• [Task description] All of the records shown below need to be copied with no differences.

++++ Task material

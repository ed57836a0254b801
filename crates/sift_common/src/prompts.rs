//! Prompt templates for the router and both answering pipelines
//!
//! Placeholders use `{name}` syntax and are filled by [`PromptTemplate::render`].

use crate::llm_client::PromptTemplate;

/// Routing prompt. The model is asked for exactly one of SQL, RAG or NONE.
pub const ROUTER_PROMPT: PromptTemplate = PromptTemplate::new(
    "router",
    "Instruction: You are a system router. Look at the question and output EXACTLY one word: 'SQL' or 'RAG'.\n\
     - Output 'SQL' if the user asks for data, counts, prices, or orders.\n\
     - Output 'RAG' if the user asks for policies, shipping, returns, or information.\n\
     - If it's a greeting or irrelevant, output 'NONE'.\n\n\
     Question: {question}\n\
     Decision:",
);

/// SQL generation prompt. Variables: `schema`, `question`.
pub const SQL_GENERATION_PROMPT: PromptTemplate = PromptTemplate::new(
    "sql_generation",
    "You are a SQL expert. Use the following schema to write a query.\n\
     Schema: {schema}\n\
     Question: {question}\n\
     Constraint: Use ONLY the column names present in the schema. If you see 'price' use that, if 'amount' use that.\n\
     Return ONLY the SQL code, with no explanation and no markdown.",
);

/// Narration prompt. Variables: `result`, `question`.
pub const NARRATION_PROMPT: PromptTemplate = PromptTemplate::new(
    "narration",
    "The database returned: {result}. Explain this naturally for the question: {question}",
);

/// Context-only answering prompt. Variables: `context`, `question`.
pub const RAG_PROMPT: PromptTemplate = PromptTemplate::new(
    "rag_answer",
    "Answer the question based ONLY on the following context. If not found, say 'Information not available'.\n\
     Context: {context}\n\
     Question: {question}",
);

++++++++

• [Result of the exercise]
repository ed57836a0254b801
filename crates/sift_common/src/prompts.rs
//! Prompt templates for the router and both answering pipelines
//!
//! Placeholders use `{name}` syntax and are filled by [`PromptTemplate::render`].

use crate::llm_client::PromptTemplate;

/// Routing prompt. The model is asked for exactly one of SQL, RAG or NONE.
pub const ROUTER_PROMPT: PromptTemplate = PromptTemplate::new(
    "router",
    "Instruction: You are a system router. Look at the question and output EXACTLY one word: 'SQL' or 'RAG'.\n\
     - Output 'SQL' if the user asks for data, counts, prices, or orders.\n\
     - Output 'RAG' if the user asks for policies, shipping, returns, or information.\n\
     - If it's a greeting or irrelevant, output 'NONE'.\n\n\
     Question: {question}\n\
     Decision:",
);

/// SQL generation prompt. Variables: `schema`, `question`.
pub const SQL_GENERATION_PROMPT: PromptTemplate = PromptTemplate::new(
    "sql_generation",
    "You are a SQL expert. Use the following schema to write a query.\n\
     Schema: {schema}\n\
     Question: {question}\n\
     Constraint: Use ONLY the column names present in the schema. If you see 'price' use that, if 'amount' use that.\n\
     Return ONLY the SQL code, with no explanation and no markdown.",
);

/// Narration prompt. Variables: `result`, `question`.
pub const NARRATION_PROMPT: PromptTemplate = PromptTemplate::new(
    "narration",
    "The database returned: {result}. Explain this naturally for the question: {question}",
);

/// Context-only answering prompt. Variables: `context`, `question`.
pub const RAG_PROMPT: PromptTemplate = PromptTemplate::new(
    "rag_answer",
    "Answer the question based ONLY on the following context. If not found, say 'Information not available'.\n\
     Context: {context}\n\
     Question: {question}",
);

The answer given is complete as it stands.